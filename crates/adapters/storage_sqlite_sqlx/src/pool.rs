//! `SQLite` connection pool setup and migration runner.

use std::str::FromStr;

use sqlx::SqlitePool;
use sqlx::sqlite::SqliteConnectOptions;

use crate::error::StorageError;

/// Configuration for the `SQLite` storage adapter.
pub struct Config {
    /// `SQLite` connection URL (e.g. `sqlite:hotel.db` or `sqlite::memory:`).
    pub database_url: String,
}

impl Config {
    /// Build a [`Database`] from this configuration.
    ///
    /// Creates the connection pool, creates the database file if missing,
    /// and runs all pending migrations.
    ///
    /// # Errors
    ///
    /// Returns [`StorageError`] if the connection or migrations fail.
    pub async fn build(self) -> Result<Database, StorageError> {
        Database::initialize(&self.database_url).await
    }
}

/// Holds the `SQLite` connection pool, opened once per process.
pub struct Database {
    pool: SqlitePool,
}

impl Database {
    async fn initialize(database_url: &str) -> Result<Self, StorageError> {
        let options = SqliteConnectOptions::from_str(database_url)?.create_if_missing(true);

        let pool = SqlitePool::connect_with(options).await?;

        sqlx::migrate!("./migrations").run(&pool).await?;

        Ok(Self { pool })
    }

    /// Borrow the underlying connection pool.
    #[must_use]
    pub fn pool(&self) -> &SqlitePool {
        &self.pool
    }
}
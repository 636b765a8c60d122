//! # hoteld: hotel API daemon
//!
//! Composition root that wires all adapters together and starts the server.
//!
//! ## Responsibilities
//! - Load configuration (`hotel.toml`, env vars)
//! - Initialize tracing
//! - Open the `SQLite` connection pool once and run migrations
//! - Construct the repository, the service, and the axum router
//! - Bind to a TCP port and serve until SIGTERM/SIGINT
//!
//! ## Dependency rule
//! This is the **only** crate that depends on all other crates.
//! It is the wiring layer: no domain logic belongs here.

mod config;

use hotel_adapter_http_axum::state::AppState;
use hotel_adapter_storage_sqlite_sqlx::{Config as DatabaseConfig, SqliteApartmentRepository};
use hotel_app::services::apartment_service::ApartmentService;
use tracing_subscriber::EnvFilter;

use crate::config::Config;

#[tokio::main]
async fn main() -> Result<(), Box<dyn std::error::Error>> {
    let config = Config::load()?;

    tracing_subscriber::fmt()
        .with_env_filter(EnvFilter::try_new(&config.logging.filter)?)
        .init();

    // Database
    let db = DatabaseConfig {
        database_url: config.database.url.clone(),
    }
    .build()
    .await?;

    // Wiring
    let apartment_repo = SqliteApartmentRepository::new(db.pool().clone());
    let state = AppState::new(ApartmentService::new(apartment_repo));
    let app = hotel_adapter_http_axum::router::build(state);

    // HTTP
    let listener = tokio::net::TcpListener::bind(config.bind_addr()).await?;
    tracing::info!("Server running on port {}", config.server.port);

    axum::serve(listener, app)
        .with_graceful_shutdown(shutdown_signal())
        .await?;

    tracing::info!("server stopped");
    Ok(())
}

/// Resolves on Ctrl+C, or SIGTERM on unix.
async fn shutdown_signal() {
    let ctrl_c = async {
        if let Err(err) = tokio::signal::ctrl_c().await {
            tracing::error!(error = %err, "failed to listen for Ctrl+C");
            std::future::pending::<()>().await;
        }
    };

    #[cfg(unix)]
    let terminate = async {
        use tokio::signal::unix::{SignalKind, signal};

        match signal(SignalKind::terminate()) {
            Ok(mut stream) => {
                stream.recv().await;
            }
            Err(err) => {
                tracing::error!(error = %err, "failed to listen for SIGTERM");
                std::future::pending::<()>().await;
            }
        }
    };

    #[cfg(not(unix))]
    let terminate = std::future::pending::<()>();

    tokio::select! {
        () = ctrl_c => tracing::info!("received Ctrl+C, shutting down"),
        () = terminate => tracing::info!("received SIGTERM, shutting down"),
    }
}
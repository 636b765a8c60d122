//! HTTP error response mapping.
//!
//! Every failure surfaces as `500 {"message": "Internal Server Error"}`.
//! The cause is logged; nothing about it reaches the client.

use axum::Json;
use axum::extract::rejection::JsonRejection;
use axum::http::StatusCode;
use axum::response::{IntoResponse, Response};

use hotel_domain::error::HotelError;

use crate::api::MessageBody;

/// Failure raised while serving an API request.
#[derive(Debug)]
pub enum ApiError {
    /// The application layer or storage failed.
    Domain(HotelError),
    /// The request body could not be read as the expected JSON.
    Body(JsonRejection),
}

impl From<HotelError> for ApiError {
    fn from(err: HotelError) -> Self {
        Self::Domain(err)
    }
}

impl From<JsonRejection> for ApiError {
    fn from(err: JsonRejection) -> Self {
        Self::Body(err)
    }
}

impl IntoResponse for ApiError {
    fn into_response(self) -> Response {
        match &self {
            Self::Domain(HotelError::NotFound(err)) => {
                tracing::error!(error = %err, "record not found");
            }
            Self::Domain(HotelError::Storage(err)) => {
                tracing::error!(error = %err, source = ?err.source(), "storage error");
            }
            Self::Body(rejection) => {
                tracing::error!(error = %rejection.body_text(), "invalid request body");
            }
        }

        (
            StatusCode::INTERNAL_SERVER_ERROR,
            Json(MessageBody::internal_server_error()),
        )
            .into_response()
    }
}
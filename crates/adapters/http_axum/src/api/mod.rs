//! JSON REST API handler modules.

#[allow(clippy::missing_errors_doc)]
pub mod apartments;

use axum::Router;
use axum::routing::get;
use serde::Serialize;
use utoipa::ToSchema;

use hotel_app::ports::ApartmentRepository;

use crate::state::AppState;

/// `{"message": ...}` envelope used by the root route and every error response.
#[derive(Debug, Serialize, ToSchema)]
pub struct MessageBody {
    #[schema(example = "Internal Server Error")]
    pub message: String,
}

impl MessageBody {
    /// Fixed body for every failed request.
    #[must_use]
    pub fn internal_server_error() -> Self {
        Self {
            message: "Internal Server Error".to_string(),
        }
    }
}

/// Build the apartment routes.
pub fn routes<AR>() -> Router<AppState<AR>>
where
    AR: ApartmentRepository + Send + Sync + 'static,
{
    Router::new()
        .route(
            "/apartments",
            get(apartments::list::<AR>).post(apartments::create::<AR>),
        )
        .route(
            "/apartments/{id}",
            get(apartments::get::<AR>)
                .patch(apartments::update::<AR>)
                .delete(apartments::delete::<AR>),
        )
}
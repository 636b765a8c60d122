//! Axum router assembly.

use axum::routing::get;
use axum::{Json, Router};
use tower_http::trace::TraceLayer;

use hotel_app::ports::ApartmentRepository;

use crate::api::MessageBody;
use crate::state::AppState;

/// Build the top-level axum [`Router`].
///
/// Serves the greeting at `/`, the apartment API, and the docs under
/// `/api-docs`. Includes a [`TraceLayer`] that logs each HTTP
/// request/response at the `DEBUG` level using the `tracing` ecosystem.
pub fn build<AR>(state: AppState<AR>) -> Router
where
    AR: ApartmentRepository + Send + Sync + 'static,
{
    Router::new()
        .route("/", get(hello))
        .merge(crate::api::routes::<AR>())
        .merge(crate::docs::routes::<AppState<AR>>())
        .layer(TraceLayer::new_for_http())
        .with_state(state)
}

async fn hello() -> Json<MessageBody> {
    Json(MessageBody {
        message: "hello world!".to_string(),
    })
}
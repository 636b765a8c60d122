//! # hotel-adapter-http-axum
//!
//! HTTP adapter built on [axum](https://docs.rs/axum).
//!
//! ## Responsibilities
//! - Serve the **JSON API** for apartments (`/apartments`, `/apartments/{id}`)
//! - Serve the OpenAPI document and an interactive viewer under `/api-docs`
//! - Map HTTP requests into application service calls (driving adapter)
//! - Collapse every failure into one generic `500` envelope
//!
//! ## Dependency rule
//! Depends on `hotel-app` (for port traits and services) and `hotel-domain`
//! (for domain types used in request/response mapping). Never leaks axum types
//! into the domain.

pub mod api;
pub mod docs;
pub mod error;
pub mod router;
pub mod state;
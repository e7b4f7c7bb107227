use std::collections::BTreeMap;

use serde::Serialize;

use super::config::SolverConfig;
use super::shares::ShareMatrix;

/// Attribution of one measured step.
#[derive(Debug, Clone, PartialEq, Serialize)]
pub struct DensityProfile {
    pub input: f64,
    /// The step's measured density decrement.
    pub density: f64,
    /// Channel name → fraction of `density` attributed to it.
    pub shares: BTreeMap<String, f64>,
}

impl DensityProfile {
    /// Sum of the attributed fractions (1 when fully allocated).
    pub fn allocated_fraction(&self) -> f64 {
        self.shares.values().sum()
    }
}

/// Output of the waterfilling pass.
#[derive(Debug, Clone, PartialEq, Serialize)]
pub struct Allocation {
    pub profiles: Vec<DensityProfile>,
    /// `contributions[channel][step]` in absolute density units.
    pub contributions: Vec<Vec<f64>>,
    /// Budget left per channel once every step is allocated.
    pub remaining: Vec<f64>,
    /// Steps whose density was finished by the fail-open fallback.
    pub fallback_steps: Vec<usize>,
}

/// Distribute every step's density over the channels drawing ink there.
///
/// Candidates at a step are active channels whose share exceeds the minimum
/// and whose remaining budget is positive.  Each round splits the
/// outstanding density in proportion to `constant × share` (or equally when
/// all weights are zero), capped by each channel's remaining budget.  Rounds
/// stop when the density is used up, the candidates run out, a round makes no
/// progress, or `max_allocation_rounds` is reached.
///
/// Anything still outstanding goes to the active channel with the largest
/// `remaining × share`, even past its budget; ties go to the channel first in
/// input order.
pub fn allocate(
    inputs: &[f64],
    deltas: &[f64],
    shares: &ShareMatrix,
    active: &[usize],
    constants: &[f64],
    config: &SolverConfig,
) -> Allocation {
    let eps = config.epsilon;
    let mut remaining = constants.to_vec();
    let mut contributions = vec![vec![0.0; deltas.len()]; shares.channels()];
    let mut profiles = Vec::with_capacity(deltas.len());
    let mut fallback_steps = Vec::new();

    for (step, &delta) in deltas.iter().enumerate() {
        let input = inputs.get(step).copied().unwrap_or(0.0);
        if delta <= eps {
            profiles.push(DensityProfile {
                input,
                density: delta,
                shares: BTreeMap::new(),
            });
            continue;
        }

        let is_candidate =
            |ch: usize, remaining: &[f64]| shares.share(ch, step) > config.min_share_threshold && remaining[ch] > eps;

        let mut amounts = vec![0.0; shares.channels()];
        let mut outstanding = delta;
        let mut candidates: Vec<usize> = active
            .iter()
            .copied()
            .filter(|&ch| is_candidate(ch, &remaining))
            .collect();

        for _round in 0..config.max_allocation_rounds {
            if outstanding <= eps || candidates.is_empty() {
                break;
            }

            let weights: Vec<f64> = candidates
                .iter()
                .map(|&ch| constants[ch] * shares.share(ch, step))
                .collect();
            let total_weight: f64 = weights.iter().sum();
            let equal = 1.0 / candidates.len() as f64;

            let mut consumed = 0.0;
            for (&ch, &weight) in candidates.iter().zip(&weights) {
                let fraction = if total_weight > eps { weight / total_weight } else { equal };
                let amount = (fraction * outstanding).min(remaining[ch]);
                if amount > eps {
                    amounts[ch] += amount;
                    remaining[ch] -= amount;
                    consumed += amount;
                }
            }

            if consumed <= eps {
                break;
            }
            outstanding -= consumed;
            candidates.retain(|&ch| is_candidate(ch, &remaining));
        }

        if outstanding > eps {
            if let Some(ch) = fallback_channel(active, shares, step, &remaining) {
                log::warn!(
                    "step {step} (input {input}): {outstanding:.4} density unallocated after waterfilling, assigned to {}",
                    shares.name(ch)
                );
                amounts[ch] += outstanding;
                remaining[ch] = (remaining[ch] - outstanding).max(0.0);
                fallback_steps.push(step);
            }
        }

        let mut step_shares = BTreeMap::new();
        for (ch, &amount) in amounts.iter().enumerate() {
            if amount > eps {
                contributions[ch][step] = amount;
                step_shares.insert(shares.name(ch).to_string(), amount / delta);
            }
        }
        profiles.push(DensityProfile {
            input,
            density: delta,
            shares: step_shares,
        });
    }

    Allocation {
        profiles,
        contributions,
        remaining,
        fallback_steps,
    }
}

/// Largest `remaining × share` wins; the first channel wins ties.
fn fallback_channel(active: &[usize], shares: &ShareMatrix, step: usize, remaining: &[f64]) -> Option<usize> {
    let mut best: Option<(usize, f64)> = None;
    for &ch in active {
        let score = remaining[ch] * shares.share(ch, step);
        match best {
            Some((_, top)) if score <= top => {}
            _ => best = Some((ch, score)),
        }
    }
    best.map(|(ch, _)| ch)
}

#[cfg(test)]
mod tests {
    use super::*;

    fn matrix(rows: Vec<Vec<f64>>) -> ShareMatrix {
        let names = (0..rows.len()).map(|i| format!("ch{i}")).collect();
        ShareMatrix::from_rows(names, rows)
    }

    fn inputs(n: usize) -> Vec<f64> {
        (0..n).map(|i| i as f64).collect()
    }

    #[test]
    fn proportional_split_by_weight() {
        let shares = matrix(vec![vec![0.0, 0.5], vec![0.0, 0.5]]);
        let deltas = [0.0, 4.0];
        let alloc = allocate(&inputs(2), &deltas, &shares, &[0, 1], &[3.0, 1.0], &SolverConfig::default());
        assert_eq!(alloc.contributions[0][1], 3.0);
        assert_eq!(alloc.contributions[1][1], 1.0);
        assert!(alloc.fallback_steps.is_empty());
        assert!((alloc.profiles[1].allocated_fraction() - 1.0).abs() < 1e-12);
    }

    #[test]
    fn capped_channel_spills_into_later_rounds() {
        // weights 0.9 and 1.0: ch0 is offered 1.89 but only has 1 left,
        // the second round hands the rest to ch1
        let shares = matrix(vec![vec![0.0, 0.9], vec![0.0, 0.1]]);
        let deltas = [0.0, 4.0];
        let alloc = allocate(&inputs(2), &deltas, &shares, &[0, 1], &[1.0, 10.0], &SolverConfig::default());
        assert_eq!(alloc.contributions[0][1], 1.0);
        assert!((alloc.contributions[1][1] - 3.0).abs() < 1e-9);
        assert!(alloc.remaining[0].abs() < 1e-12);
        assert!(alloc.fallback_steps.is_empty());
    }

    #[test]
    fn zero_weights_split_equally() {
        // weights of 2.5e-7 each stay below epsilon, so the split is equal
        let shares = matrix(vec![vec![0.0, 0.05], vec![0.0, 0.05]]);
        let deltas = [0.0, 1.0];
        let alloc = allocate(&inputs(2), &deltas, &shares, &[0, 1], &[5e-6, 5e-6], &SolverConfig::default());
        assert_eq!(alloc.contributions[1][1], 5e-6);
        // both budgets exhausted, the fallback finishes the step on ch0
        assert_eq!(alloc.fallback_steps, vec![1]);
        assert!((alloc.contributions[0][1] - (1.0 - 5e-6)).abs() < 1e-12);
    }

    #[test]
    fn exhausted_budgets_fall_back_to_first_channel() {
        let shares = matrix(vec![vec![0.0, 0.5], vec![0.0, 0.5]]);
        let deltas = [0.0, 2.0];
        let alloc = allocate(&inputs(2), &deltas, &shares, &[0, 1], &[0.0, 0.0], &SolverConfig::default());
        assert_eq!(alloc.fallback_steps, vec![1]);
        assert_eq!(alloc.profiles[1].shares.get("ch0"), Some(&1.0));
        assert_eq!(alloc.profiles[1].shares.len(), 1);
    }

    #[test]
    fn round_cap_bounds_the_loop() {
        let shares = matrix(vec![vec![0.0, 0.9], vec![0.0, 0.1]]);
        let deltas = [0.0, 4.0];
        let config = SolverConfig {
            max_allocation_rounds: 1,
            ..SolverConfig::default()
        };
        let alloc = allocate(&inputs(2), &deltas, &shares, &[0, 1], &[1.0, 10.0], &config);
        // the spill round never runs, the fallback picks ch1 (ch0 has no budget)
        assert_eq!(alloc.fallback_steps, vec![1]);
        assert_eq!(alloc.contributions[0][1], 1.0);
        let total: f64 = alloc.contributions.iter().map(|c| c[1]).sum();
        assert!((total - 4.0).abs() < 1e-9);
    }

    #[test]
    fn fallback_prefers_largest_remaining_share_product() {
        let shares = matrix(vec![vec![0.0, 0.2], vec![0.0, 0.8]]);
        assert_eq!(fallback_channel(&[0, 1], &shares, 1, &[1.0, 1.0]), Some(1));
        assert_eq!(fallback_channel(&[0, 1], &shares, 1, &[5.0, 1.0]), Some(0));
        assert_eq!(fallback_channel(&[0, 1], &shares, 1, &[0.0, 0.0]), Some(0));
        assert_eq!(fallback_channel(&[1, 0], &shares, 1, &[0.0, 0.0]), Some(1));
        assert_eq!(fallback_channel(&[], &shares, 1, &[0.0, 0.0]), None);
    }

    #[test]
    fn steps_without_density_get_empty_profiles() {
        let shares = matrix(vec![vec![1.0, 1.0]]);
        let alloc = allocate(&inputs(2), &[0.0, 0.0], &shares, &[0], &[0.0], &SolverConfig::default());
        assert!(alloc.profiles.iter().all(|p| p.shares.is_empty()));
        assert!(alloc.fallback_steps.is_empty());
    }
}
◆ ◆ ◆ ◆ ◆ ◆ ◆
• Directions: List all lines in the material containing the string "ApartmentService".

• Written answer:
use hotel_app::services::apartment_service::ApartmentService;
    let state = AppState::new(ApartmentService::new(apartment_repo));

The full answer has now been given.